**Prompt**
Pull every "client" line out of the data below.

[[ Dataset records, beginning ]]

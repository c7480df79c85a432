//! Transport for any provider exposing an OpenAI-compatible
//! `/chat/completions` endpoint.

use async_trait::async_trait;
use serde_json::{json, Value};
use tokio::time::Instant;
use tracing::{debug, error, info};

use super::{Conformance, LlmTransport, RawResponse, RequestOptions};
use crate::config::ProviderConfig;
use crate::error::TransportError;
use crate::prompt::Prompt;

const ERROR_BODY_LIMIT: usize = 512;

pub struct OpenAiCompatibleTransport {
    client: reqwest::Client,
    endpoint: String,
    model: String,
    api_key: String,
    conformance: Conformance,
}

impl OpenAiCompatibleTransport {
    pub fn new(config: &ProviderConfig) -> Self {
        Self {
            client: reqwest::Client::new(),
            endpoint: config.endpoint.trim_end_matches('/').to_string(),
            model: config.model.clone(),
            api_key: config.api_key.clone(),
            conformance: config.conformance,
        }
    }

    fn completions_url(&self) -> String {
        format!("{}/chat/completions", self.endpoint)
    }

    /// Request body for one call. Strict providers get the schema as a
    /// `json_schema` response format; free-text providers get none.
    pub fn request_body(&self, prompt: &Prompt, options: &RequestOptions) -> Value {
        let mut body = json!({
            "model": self.model,
            "messages": [
                { "role": "system", "content": prompt.system },
                { "role": "user", "content": prompt.user },
            ],
            "temperature": options.temperature,
            "max_tokens": options.max_tokens,
        });
        if let (Conformance::Strict, Some(schema)) = (self.conformance, &options.schema) {
            body["response_format"] = json!({
                "type": "json_schema",
                "json_schema": {
                    "name": schema.name,
                    "strict": true,
                    "schema": schema.document,
                },
            });
        }
        body
    }
}

#[async_trait]
impl LlmTransport for OpenAiCompatibleTransport {
    fn conformance(&self) -> Conformance {
        self.conformance
    }

    async fn request(
        &self,
        prompt: &Prompt,
        options: &RequestOptions,
    ) -> Result<RawResponse, TransportError> {
        let remaining = options.deadline.saturating_duration_since(Instant::now());
        if remaining.is_zero() {
            return Err(TransportError::Timeout);
        }

        let body = self.request_body(prompt, options);
        info!(model = %self.model, url = %self.completions_url(), "[TRANSPORT] POST chat completion");

        let response = self
            .client
            .post(self.completions_url())
            .bearer_auth(&self.api_key)
            .timeout(remaining)
            .json(&body)
            .send()
            .await
            .map_err(|e| {
                if e.is_timeout() {
                    TransportError::Timeout
                } else {
                    error!(error = ?e, "[TRANSPORT][ERROR] Request failed");
                    TransportError::Network(e.to_string())
                }
            })?;

        let status = response.status().as_u16();
        let text = response.text().await.map_err(|e| {
            if e.is_timeout() {
                TransportError::Timeout
            } else {
                TransportError::Network(e.to_string())
            }
        })?;
        debug!(status, bytes = text.len(), "[TRANSPORT] Response received");

        interpret_chat_completion(status, &text)
    }
}

fn truncate(text: &str) -> String {
    text.chars().take(ERROR_BODY_LIMIT).collect()
}

/// Map a chat-completion HTTP response onto a [`RawResponse`] or a
/// [`TransportError`]. Pure, so the mapping is testable without a server.
pub fn interpret_chat_completion(status: u16, body: &str) -> Result<RawResponse, TransportError> {
    let parsed: Option<Value> = serde_json::from_str(body).ok();

    if !(200..300).contains(&status) {
        let code = parsed
            .as_ref()
            .and_then(|v| v.pointer("/error/code"))
            .and_then(Value::as_str)
            .unwrap_or_default();
        let message = parsed
            .as_ref()
            .and_then(|v| v.pointer("/error/message"))
            .and_then(Value::as_str)
            .map(str::to_string)
            .unwrap_or_else(|| truncate(body));
        return Err(match code {
            "content_policy_violation" | "content_filter" => TransportError::PolicyRefusal(message),
            "json_validate_failed" | "invalid_json_output" => TransportError::SchemaViolation(message),
            _ => TransportError::Http {
                status,
                body: truncate(body),
            },
        });
    }

    let Some(value) = parsed else {
        return Err(TransportError::Malformed("response body is not JSON".into()));
    };
    if !value.is_object() {
        return Err(TransportError::Malformed("response body is not a JSON object".into()));
    }

    let choice = value
        .pointer("/choices/0")
        .ok_or_else(|| TransportError::Malformed("response has no choices".into()))?;

    if let Some(refusal) = choice.pointer("/message/refusal").and_then(Value::as_str) {
        return Err(TransportError::PolicyRefusal(refusal.to_string()));
    }
    if choice.get("finish_reason").and_then(Value::as_str) == Some("content_filter") {
        return Err(TransportError::PolicyRefusal(
            "completion stopped by content filter".into(),
        ));
    }

    match choice.pointer("/message/content").and_then(Value::as_str) {
        Some(content) if !content.trim().is_empty() => Ok(RawResponse::new(content)),
        _ => Err(TransportError::Malformed("completion has no content".into())),
    }
}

[[ Dataset records, end ]]

**Expected answer**
    client: reqwest::Client,
            client: reqwest::Client::new(),
            .client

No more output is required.